▸ **PROBLEM TO WORK ON**:
Check every line of the data for the word "runs", and copy those that have it.

Collected data entries:
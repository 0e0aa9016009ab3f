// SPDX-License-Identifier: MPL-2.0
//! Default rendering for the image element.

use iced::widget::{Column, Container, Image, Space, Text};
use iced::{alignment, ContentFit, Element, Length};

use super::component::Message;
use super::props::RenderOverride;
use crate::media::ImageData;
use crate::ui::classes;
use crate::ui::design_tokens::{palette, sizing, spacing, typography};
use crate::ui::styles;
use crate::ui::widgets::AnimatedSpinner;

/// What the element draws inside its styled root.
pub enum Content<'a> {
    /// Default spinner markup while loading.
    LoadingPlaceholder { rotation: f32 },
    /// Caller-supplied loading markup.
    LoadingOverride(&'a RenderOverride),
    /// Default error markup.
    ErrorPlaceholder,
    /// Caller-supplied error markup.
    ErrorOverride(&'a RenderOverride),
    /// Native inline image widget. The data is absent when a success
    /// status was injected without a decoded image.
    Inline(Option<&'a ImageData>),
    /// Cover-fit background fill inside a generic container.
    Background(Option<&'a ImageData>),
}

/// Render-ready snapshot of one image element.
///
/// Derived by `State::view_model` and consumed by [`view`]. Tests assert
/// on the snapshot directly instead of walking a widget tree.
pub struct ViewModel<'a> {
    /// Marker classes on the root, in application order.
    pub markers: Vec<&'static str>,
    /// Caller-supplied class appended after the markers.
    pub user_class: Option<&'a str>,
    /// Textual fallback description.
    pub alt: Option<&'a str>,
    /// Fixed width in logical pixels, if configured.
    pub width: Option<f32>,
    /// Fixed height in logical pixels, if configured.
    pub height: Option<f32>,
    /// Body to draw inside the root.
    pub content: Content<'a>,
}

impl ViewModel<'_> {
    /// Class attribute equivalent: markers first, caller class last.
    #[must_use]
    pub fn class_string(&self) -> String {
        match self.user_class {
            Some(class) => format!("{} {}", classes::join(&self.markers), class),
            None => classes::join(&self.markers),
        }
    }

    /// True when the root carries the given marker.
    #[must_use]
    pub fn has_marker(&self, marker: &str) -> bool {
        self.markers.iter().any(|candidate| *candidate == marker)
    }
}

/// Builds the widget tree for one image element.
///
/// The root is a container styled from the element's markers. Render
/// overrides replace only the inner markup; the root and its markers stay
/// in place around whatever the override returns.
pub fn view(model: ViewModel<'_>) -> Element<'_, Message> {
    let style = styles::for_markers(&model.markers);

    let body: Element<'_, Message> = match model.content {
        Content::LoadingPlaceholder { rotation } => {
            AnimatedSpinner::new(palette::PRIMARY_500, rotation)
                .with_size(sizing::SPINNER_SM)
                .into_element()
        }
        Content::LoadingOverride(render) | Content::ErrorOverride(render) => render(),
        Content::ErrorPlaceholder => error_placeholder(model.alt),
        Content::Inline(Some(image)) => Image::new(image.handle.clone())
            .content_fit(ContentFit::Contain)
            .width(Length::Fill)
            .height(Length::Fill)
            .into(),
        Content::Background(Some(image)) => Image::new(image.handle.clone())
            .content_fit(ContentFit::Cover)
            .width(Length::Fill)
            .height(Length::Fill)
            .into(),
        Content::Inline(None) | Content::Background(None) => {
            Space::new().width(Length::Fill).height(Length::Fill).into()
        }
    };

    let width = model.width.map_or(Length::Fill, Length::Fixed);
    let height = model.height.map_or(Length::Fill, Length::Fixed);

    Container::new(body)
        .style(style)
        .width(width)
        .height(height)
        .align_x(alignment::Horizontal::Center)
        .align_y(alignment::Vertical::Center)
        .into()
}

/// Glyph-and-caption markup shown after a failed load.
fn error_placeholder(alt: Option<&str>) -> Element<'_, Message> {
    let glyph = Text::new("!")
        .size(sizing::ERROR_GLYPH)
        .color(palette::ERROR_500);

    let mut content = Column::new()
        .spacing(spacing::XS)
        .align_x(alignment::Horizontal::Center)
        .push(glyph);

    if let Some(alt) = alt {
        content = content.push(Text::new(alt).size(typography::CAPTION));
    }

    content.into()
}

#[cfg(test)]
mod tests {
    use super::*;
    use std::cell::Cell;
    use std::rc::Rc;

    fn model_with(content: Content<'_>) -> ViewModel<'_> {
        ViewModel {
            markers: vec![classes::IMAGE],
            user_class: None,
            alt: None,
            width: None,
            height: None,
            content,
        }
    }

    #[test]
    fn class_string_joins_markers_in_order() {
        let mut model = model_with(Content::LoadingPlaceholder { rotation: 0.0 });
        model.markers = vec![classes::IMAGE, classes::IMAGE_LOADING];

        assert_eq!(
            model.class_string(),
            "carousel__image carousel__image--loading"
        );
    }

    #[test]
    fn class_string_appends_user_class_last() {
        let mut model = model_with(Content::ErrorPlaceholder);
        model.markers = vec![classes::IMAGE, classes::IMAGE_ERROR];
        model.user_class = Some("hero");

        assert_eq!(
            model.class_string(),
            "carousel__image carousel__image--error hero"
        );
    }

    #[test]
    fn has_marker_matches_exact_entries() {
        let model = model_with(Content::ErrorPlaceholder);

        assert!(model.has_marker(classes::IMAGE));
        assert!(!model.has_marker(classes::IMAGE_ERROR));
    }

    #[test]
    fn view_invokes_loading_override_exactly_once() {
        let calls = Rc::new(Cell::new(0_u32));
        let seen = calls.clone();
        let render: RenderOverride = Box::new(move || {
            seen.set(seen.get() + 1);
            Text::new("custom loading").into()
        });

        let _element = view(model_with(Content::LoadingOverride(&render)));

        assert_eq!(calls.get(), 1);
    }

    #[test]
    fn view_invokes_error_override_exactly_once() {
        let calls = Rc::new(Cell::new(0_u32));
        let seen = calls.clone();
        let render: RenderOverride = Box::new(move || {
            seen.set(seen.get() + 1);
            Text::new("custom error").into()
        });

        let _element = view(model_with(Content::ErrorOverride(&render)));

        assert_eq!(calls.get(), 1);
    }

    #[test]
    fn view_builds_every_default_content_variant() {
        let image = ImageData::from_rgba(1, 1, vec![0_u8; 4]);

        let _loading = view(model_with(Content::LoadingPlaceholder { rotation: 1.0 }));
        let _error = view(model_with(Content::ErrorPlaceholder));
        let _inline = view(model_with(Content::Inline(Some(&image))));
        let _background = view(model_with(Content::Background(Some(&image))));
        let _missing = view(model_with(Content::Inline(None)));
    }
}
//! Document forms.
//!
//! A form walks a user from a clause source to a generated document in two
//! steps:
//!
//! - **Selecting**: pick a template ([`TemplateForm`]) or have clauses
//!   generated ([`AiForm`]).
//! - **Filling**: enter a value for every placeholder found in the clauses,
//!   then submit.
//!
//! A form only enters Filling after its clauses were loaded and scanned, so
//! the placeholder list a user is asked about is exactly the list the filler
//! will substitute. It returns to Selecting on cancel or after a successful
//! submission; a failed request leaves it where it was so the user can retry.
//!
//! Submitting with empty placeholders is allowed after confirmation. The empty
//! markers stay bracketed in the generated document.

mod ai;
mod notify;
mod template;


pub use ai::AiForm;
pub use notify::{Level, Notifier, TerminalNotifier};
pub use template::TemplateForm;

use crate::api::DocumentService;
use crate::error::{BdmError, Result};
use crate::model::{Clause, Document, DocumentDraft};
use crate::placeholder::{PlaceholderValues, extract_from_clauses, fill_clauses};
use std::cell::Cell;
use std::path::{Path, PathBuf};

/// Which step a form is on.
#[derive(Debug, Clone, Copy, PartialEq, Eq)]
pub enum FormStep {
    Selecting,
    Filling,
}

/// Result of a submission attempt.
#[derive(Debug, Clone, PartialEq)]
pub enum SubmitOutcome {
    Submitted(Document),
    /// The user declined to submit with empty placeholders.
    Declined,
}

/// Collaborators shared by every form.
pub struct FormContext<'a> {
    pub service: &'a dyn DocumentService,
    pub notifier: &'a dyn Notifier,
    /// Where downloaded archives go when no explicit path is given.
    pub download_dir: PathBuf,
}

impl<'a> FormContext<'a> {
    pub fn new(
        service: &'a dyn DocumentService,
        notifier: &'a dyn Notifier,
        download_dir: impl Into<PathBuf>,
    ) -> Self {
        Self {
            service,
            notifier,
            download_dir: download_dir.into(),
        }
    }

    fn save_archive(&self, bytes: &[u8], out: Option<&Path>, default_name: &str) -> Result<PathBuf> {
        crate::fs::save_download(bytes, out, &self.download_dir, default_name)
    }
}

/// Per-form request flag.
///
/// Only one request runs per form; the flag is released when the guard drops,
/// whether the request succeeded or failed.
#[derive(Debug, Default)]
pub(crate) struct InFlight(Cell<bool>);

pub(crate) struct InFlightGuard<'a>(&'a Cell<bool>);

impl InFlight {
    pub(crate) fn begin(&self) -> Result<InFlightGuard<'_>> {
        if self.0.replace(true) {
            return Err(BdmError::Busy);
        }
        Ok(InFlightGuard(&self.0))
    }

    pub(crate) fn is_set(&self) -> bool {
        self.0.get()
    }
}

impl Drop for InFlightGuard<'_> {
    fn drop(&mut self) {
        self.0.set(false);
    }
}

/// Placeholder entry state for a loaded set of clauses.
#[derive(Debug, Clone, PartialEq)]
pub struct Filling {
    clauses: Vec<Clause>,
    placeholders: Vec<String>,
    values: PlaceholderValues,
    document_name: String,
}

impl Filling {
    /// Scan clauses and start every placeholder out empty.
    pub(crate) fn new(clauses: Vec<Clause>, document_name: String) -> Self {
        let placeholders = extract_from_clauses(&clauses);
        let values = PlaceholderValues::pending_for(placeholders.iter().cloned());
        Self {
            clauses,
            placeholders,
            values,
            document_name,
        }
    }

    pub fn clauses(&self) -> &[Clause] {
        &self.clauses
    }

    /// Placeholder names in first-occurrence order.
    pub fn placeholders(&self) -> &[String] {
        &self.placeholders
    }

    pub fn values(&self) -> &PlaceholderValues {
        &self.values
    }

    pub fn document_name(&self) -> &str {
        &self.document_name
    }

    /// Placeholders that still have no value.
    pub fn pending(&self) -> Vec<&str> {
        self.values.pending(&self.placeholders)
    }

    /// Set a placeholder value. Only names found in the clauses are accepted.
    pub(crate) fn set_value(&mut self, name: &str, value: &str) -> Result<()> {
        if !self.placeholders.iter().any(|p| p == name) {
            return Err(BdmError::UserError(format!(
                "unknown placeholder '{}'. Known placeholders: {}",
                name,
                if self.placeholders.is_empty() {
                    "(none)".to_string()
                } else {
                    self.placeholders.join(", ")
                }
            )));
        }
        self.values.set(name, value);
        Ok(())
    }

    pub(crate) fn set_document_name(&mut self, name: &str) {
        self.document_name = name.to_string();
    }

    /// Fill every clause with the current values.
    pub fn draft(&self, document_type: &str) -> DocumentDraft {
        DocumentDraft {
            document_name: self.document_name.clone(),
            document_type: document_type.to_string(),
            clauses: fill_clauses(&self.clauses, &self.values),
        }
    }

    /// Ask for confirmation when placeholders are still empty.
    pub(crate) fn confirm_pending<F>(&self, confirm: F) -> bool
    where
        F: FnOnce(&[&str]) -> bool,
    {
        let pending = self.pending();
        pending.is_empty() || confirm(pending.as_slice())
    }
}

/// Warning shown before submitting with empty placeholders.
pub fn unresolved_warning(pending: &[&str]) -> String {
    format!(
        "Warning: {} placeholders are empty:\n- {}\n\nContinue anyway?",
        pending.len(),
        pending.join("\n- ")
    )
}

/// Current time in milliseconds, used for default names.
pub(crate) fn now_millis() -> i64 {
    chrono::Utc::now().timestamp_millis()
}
...
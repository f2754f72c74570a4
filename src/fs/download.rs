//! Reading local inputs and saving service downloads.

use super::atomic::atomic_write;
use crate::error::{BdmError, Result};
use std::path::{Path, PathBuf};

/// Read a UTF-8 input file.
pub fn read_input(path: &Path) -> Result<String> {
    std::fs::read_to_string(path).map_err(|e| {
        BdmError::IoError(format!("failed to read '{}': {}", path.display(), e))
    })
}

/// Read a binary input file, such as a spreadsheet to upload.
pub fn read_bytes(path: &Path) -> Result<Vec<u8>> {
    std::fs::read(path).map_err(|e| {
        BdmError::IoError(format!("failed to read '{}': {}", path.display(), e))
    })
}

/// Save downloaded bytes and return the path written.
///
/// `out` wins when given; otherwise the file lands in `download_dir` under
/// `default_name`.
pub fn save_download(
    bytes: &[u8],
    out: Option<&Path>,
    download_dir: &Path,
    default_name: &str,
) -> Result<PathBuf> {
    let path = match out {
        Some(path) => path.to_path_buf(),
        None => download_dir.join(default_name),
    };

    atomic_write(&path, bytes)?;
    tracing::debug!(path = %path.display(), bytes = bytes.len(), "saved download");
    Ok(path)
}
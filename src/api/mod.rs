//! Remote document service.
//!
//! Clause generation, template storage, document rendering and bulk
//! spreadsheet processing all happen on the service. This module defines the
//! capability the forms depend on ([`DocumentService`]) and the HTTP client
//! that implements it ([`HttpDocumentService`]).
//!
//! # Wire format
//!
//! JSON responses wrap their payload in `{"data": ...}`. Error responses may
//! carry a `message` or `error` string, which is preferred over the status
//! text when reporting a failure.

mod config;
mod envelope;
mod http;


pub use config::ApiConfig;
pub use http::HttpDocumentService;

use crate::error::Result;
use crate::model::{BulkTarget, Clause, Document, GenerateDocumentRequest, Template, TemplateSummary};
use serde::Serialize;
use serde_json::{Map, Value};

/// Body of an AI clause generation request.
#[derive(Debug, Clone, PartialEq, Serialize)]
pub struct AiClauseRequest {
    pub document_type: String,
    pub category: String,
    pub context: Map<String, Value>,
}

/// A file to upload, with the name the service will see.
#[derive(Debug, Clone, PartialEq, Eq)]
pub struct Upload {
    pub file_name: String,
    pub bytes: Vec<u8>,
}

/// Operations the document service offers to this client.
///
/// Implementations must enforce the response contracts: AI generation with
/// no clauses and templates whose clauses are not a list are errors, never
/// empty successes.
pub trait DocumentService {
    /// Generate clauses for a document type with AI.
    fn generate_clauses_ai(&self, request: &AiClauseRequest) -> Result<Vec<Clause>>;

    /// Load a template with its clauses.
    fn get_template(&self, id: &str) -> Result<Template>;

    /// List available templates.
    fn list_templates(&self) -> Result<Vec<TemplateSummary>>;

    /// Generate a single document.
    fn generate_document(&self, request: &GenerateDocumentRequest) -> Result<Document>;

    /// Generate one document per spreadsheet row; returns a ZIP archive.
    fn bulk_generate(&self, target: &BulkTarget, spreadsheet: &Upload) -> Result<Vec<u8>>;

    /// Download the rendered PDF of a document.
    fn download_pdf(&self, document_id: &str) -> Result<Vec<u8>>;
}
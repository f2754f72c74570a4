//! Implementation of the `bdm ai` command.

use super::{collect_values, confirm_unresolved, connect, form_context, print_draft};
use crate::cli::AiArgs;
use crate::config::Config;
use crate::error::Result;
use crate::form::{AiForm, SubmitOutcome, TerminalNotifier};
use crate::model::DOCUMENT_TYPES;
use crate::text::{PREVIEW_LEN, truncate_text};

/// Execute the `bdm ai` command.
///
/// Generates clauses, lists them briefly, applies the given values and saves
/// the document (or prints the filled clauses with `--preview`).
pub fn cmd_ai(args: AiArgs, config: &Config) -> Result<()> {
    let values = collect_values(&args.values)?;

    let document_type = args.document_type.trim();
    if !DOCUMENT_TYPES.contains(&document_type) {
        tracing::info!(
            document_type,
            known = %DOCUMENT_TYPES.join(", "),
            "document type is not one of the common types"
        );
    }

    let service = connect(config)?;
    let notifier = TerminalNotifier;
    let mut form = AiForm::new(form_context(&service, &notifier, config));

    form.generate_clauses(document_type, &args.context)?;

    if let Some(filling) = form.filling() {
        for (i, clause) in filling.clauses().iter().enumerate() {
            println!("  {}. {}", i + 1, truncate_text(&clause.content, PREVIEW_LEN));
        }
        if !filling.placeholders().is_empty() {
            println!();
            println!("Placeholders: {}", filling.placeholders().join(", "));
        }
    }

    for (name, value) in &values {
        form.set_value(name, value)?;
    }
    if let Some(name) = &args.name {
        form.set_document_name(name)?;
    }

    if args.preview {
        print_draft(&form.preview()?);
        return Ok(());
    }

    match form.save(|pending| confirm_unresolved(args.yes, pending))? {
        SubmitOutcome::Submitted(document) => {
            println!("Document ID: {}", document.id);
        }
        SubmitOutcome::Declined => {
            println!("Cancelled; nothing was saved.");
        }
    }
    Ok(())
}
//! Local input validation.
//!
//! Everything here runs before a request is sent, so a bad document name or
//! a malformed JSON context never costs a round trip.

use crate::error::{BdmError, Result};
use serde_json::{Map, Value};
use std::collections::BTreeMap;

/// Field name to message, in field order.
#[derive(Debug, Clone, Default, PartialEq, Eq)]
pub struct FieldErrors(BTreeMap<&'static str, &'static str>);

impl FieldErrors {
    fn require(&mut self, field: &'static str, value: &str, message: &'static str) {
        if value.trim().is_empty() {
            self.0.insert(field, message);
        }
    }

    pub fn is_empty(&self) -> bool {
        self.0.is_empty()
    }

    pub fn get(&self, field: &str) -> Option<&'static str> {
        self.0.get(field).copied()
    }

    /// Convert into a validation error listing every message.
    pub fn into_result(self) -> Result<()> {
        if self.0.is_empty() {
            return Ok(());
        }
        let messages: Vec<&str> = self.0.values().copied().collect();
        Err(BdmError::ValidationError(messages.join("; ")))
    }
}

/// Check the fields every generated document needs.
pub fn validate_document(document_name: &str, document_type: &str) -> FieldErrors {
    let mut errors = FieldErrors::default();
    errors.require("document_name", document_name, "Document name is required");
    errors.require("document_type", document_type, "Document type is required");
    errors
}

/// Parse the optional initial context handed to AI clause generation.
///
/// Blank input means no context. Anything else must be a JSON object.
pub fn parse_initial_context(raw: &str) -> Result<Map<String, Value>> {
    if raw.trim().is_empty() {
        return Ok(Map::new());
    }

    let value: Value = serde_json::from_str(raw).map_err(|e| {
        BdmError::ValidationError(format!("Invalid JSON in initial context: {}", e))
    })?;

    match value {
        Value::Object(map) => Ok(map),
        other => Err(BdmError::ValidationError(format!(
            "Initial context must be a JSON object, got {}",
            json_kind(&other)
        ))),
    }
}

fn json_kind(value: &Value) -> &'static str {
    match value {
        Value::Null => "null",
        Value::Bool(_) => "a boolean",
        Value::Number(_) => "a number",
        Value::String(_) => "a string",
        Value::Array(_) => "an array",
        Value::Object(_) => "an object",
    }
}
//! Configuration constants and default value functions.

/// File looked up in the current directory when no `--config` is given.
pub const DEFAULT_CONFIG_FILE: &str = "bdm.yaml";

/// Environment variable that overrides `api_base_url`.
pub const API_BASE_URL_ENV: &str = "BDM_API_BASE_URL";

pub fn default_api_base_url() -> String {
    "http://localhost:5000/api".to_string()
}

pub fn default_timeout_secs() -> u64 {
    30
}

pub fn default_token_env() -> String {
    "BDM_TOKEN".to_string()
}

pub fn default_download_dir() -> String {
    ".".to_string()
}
---
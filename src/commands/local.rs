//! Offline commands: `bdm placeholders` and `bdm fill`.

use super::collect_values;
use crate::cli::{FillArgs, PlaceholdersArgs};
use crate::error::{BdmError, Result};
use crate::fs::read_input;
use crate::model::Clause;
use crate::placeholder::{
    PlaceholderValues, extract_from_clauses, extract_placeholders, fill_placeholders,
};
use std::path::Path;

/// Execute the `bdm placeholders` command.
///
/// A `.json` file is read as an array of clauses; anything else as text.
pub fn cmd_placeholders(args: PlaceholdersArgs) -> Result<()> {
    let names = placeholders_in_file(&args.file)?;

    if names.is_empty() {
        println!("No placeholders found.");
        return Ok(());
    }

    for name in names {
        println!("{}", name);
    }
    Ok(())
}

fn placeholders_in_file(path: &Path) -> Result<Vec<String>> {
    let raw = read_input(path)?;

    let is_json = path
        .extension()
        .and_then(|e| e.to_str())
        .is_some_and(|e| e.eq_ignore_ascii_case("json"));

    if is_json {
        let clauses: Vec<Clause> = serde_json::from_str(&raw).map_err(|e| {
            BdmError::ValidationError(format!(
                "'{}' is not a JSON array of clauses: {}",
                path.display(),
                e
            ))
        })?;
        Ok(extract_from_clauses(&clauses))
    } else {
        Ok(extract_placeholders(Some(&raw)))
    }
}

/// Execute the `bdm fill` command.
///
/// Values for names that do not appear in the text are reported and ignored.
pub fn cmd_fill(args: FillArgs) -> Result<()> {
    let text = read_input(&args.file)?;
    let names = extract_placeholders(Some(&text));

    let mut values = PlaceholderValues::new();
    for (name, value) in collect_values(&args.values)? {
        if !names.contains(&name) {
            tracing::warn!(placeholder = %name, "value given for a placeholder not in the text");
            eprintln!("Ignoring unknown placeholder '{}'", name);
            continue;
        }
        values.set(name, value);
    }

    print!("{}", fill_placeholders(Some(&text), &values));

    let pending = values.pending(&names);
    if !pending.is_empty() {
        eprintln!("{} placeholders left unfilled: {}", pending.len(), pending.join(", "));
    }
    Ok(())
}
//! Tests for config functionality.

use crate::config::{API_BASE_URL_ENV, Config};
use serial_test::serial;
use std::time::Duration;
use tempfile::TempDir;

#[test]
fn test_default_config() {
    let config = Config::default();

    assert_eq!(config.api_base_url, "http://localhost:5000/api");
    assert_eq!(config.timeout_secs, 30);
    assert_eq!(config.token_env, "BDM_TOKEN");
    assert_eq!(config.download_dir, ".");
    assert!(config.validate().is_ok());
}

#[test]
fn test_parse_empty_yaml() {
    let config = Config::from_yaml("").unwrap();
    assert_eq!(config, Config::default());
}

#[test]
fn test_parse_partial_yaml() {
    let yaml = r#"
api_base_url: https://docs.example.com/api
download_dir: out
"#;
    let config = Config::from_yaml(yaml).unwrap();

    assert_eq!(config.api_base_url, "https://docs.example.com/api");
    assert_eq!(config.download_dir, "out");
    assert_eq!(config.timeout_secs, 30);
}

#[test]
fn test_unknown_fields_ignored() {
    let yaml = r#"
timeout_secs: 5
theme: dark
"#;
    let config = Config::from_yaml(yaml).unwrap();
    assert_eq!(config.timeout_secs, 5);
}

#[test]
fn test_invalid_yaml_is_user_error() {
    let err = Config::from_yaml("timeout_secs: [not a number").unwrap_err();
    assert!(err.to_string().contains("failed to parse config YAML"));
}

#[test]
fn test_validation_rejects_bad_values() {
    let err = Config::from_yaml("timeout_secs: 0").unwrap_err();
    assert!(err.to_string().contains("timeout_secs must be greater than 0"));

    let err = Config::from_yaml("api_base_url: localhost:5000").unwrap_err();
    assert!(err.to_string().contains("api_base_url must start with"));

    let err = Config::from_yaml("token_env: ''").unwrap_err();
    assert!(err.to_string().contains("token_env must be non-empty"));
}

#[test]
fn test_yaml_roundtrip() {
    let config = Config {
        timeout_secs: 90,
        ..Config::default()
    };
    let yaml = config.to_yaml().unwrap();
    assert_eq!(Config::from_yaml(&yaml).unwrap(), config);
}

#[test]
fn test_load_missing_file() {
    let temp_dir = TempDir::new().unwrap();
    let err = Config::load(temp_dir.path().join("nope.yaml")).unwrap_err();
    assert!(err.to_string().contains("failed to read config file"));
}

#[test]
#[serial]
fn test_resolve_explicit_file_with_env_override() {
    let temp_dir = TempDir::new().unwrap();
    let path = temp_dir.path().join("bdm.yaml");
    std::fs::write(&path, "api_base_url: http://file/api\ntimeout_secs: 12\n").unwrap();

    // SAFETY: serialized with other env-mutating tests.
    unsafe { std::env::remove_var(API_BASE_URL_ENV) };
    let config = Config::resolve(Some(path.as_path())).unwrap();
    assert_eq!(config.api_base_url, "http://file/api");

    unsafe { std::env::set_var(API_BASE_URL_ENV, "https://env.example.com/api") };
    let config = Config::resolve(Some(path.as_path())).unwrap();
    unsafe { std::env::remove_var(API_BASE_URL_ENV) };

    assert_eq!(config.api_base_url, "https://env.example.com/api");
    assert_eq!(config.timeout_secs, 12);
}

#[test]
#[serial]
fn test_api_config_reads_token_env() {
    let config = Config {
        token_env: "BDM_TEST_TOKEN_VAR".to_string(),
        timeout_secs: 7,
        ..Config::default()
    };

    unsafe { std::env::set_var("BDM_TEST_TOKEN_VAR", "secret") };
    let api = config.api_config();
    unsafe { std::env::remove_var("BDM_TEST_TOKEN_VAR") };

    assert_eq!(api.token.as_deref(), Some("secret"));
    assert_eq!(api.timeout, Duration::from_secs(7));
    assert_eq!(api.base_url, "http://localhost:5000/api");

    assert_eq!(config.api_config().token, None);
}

▸ **TASK SOLUTION**:
/// Only one request runs per form; the flag is released when the guard drops,
//! Everything here runs before a request is sent, so a bad document name or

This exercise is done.